====== Given data

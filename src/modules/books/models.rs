use serde::{Deserialize, Serialize};
use utoipa::ToSchema;

/// A stored book record.
#[derive(Debug, Clone, PartialEq, Eq, Serialize, Deserialize, sqlx::FromRow, ToSchema)]
pub struct Book {
    /// Database-assigned identifier, immutable after creation
    pub id: i32,
    /// Title of the book
    pub title: String,
    /// Author of the book
    pub author: String,
    /// Publication year, kept as free-form text
    pub year: String,
}

/// Request model for creating a new book. Any `id` in the payload is ignored.
#[derive(Debug, Clone, PartialEq, Eq, Serialize, Deserialize, ToSchema)]
pub struct NewBook {
    /// Title of the book
    pub title: String,
    /// Author of the book
    pub author: String,
    /// Publication year, kept as free-form text
    pub year: String,
}

impl NewBook {
    /// Attach an identifier, producing the full record.
    pub fn with_id(self, id: i32) -> Book {
        Book {
            id,
            title: self.title,
            author: self.author,
            year: self.year,
        }
    }
}
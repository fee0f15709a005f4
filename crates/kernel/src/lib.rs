//! Core traits, settings, and the module registry shared by bookshelf services.

pub mod module;
pub mod registry;
pub mod settings;

pub use module::{InitCtx, Module};
pub use registry::ModuleRegistry;
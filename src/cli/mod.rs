pub mod actions;
pub mod commands;
pub mod dispatch;
pub mod telemetry;

mod start;
pub use self::start::start;
use anyhow::Result;

fn main() -> Result<()> {
    let doc = otp_replay::api::openapi();
    let json = serde_json::to_string_pretty(&doc)?;
    println!("{json}");
    Ok(())
}
use crate::{
    api::{self, PeerAuth},
    replay::{
        HttpPeerClient, NodeDirectory, ReplayCoordinator, ReplayService, StaticNodeDirectory,
        directory::normalize_address,
    },
};
use anyhow::{Context, Result};
use secrecy::SecretString;
use std::{sync::Arc, time::Duration};
use tracing::info;

#[derive(Debug)]
pub struct Args {
    pub port: u16,
    pub node_address: Option<String>,
    pub peers: Vec<String>,
    pub cleanup_interval: Duration,
    pub peer_timeout: Duration,
    pub peer_token: Option<SecretString>,
}

/// Execute the server action.
/// # Errors
/// Returns an error if the node or peer addresses are invalid, or the server fails to start.
pub async fn execute(args: Args) -> Result<()> {
    let node_address = args
        .node_address
        .as_deref()
        .map(normalize_address)
        .transpose()
        .context("invalid --node-address")?;

    let directory = StaticNodeDirectory::parse(&args.peers).context("invalid --peer")?;

    log_startup_args(&args, node_address.as_deref(), &directory);

    let client = HttpPeerClient::new(args.peer_timeout, args.peer_token.clone())?;
    let coordinator = Arc::new(ReplayCoordinator::new(args.cleanup_interval));

    let service = ReplayService::new(coordinator, Arc::new(directory), Arc::new(client))
        .with_self_address(node_address)
        .with_peer_timeout(args.peer_timeout);

    api::new(args.port, Arc::new(service), PeerAuth::new(args.peer_token)).await
}

fn log_startup_args(args: &Args, node_address: Option<&str>, directory: &StaticNodeDirectory) {
    let members = directory.members();
    let replicating = directory.replication_peers(node_address);
    let excluded = members.len().saturating_sub(replicating.len());

    let entries = [
        ("listen", format!("tcp:{}", args.port)),
        ("node_address", node_address.unwrap_or("none").to_string()),
        (
            "peers",
            if replicating.is_empty() {
                "none".to_string()
            } else {
                replicating.join(", ")
            },
        ),
        ("peers_not_replicating", excluded.to_string()),
        (
            "cleanup_interval",
            format!("{}s", args.cleanup_interval.as_secs()),
        ),
        ("peer_timeout", format!("{}s", args.peer_timeout.as_secs())),
        ("peer_token_set", args.peer_token.is_some().to_string()),
    ];
    log_entries("Startup configuration", &entries);
}

fn log_entries(title: &str, entries: &[(&str, String)]) {
    let max_key_len = entries.iter().map(|(key, _)| key.len()).max().unwrap_or(0);
    let mut message = format!(
        "{} {} - {}\n\n{title}:",
        env!("CARGO_PKG_NAME"),
        env!("CARGO_PKG_VERSION"),
        short_commit(crate::GIT_COMMIT_HASH)
    );
    for (key, value) in entries {
        let padding = " ".repeat(max_key_len.saturating_sub(key.len()));
        let _ =
            std::fmt::Write::write_fmt(&mut message, format_args!("\n  {key}:{padding} {value}"));
    }
    info!("{message}");
}

fn short_commit(hash: &str) -> &str {
    let trimmed = hash.trim();
    trimmed.get(..7).unwrap_or(trimmed)
}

============

## Exercise goal
For every line of the records that has the word "Duration" in it, make a copy.

## Task output
use std::{sync::Arc, time::Duration};
    pub cleanup_interval: Duration,
    pub peer_timeout: Duration,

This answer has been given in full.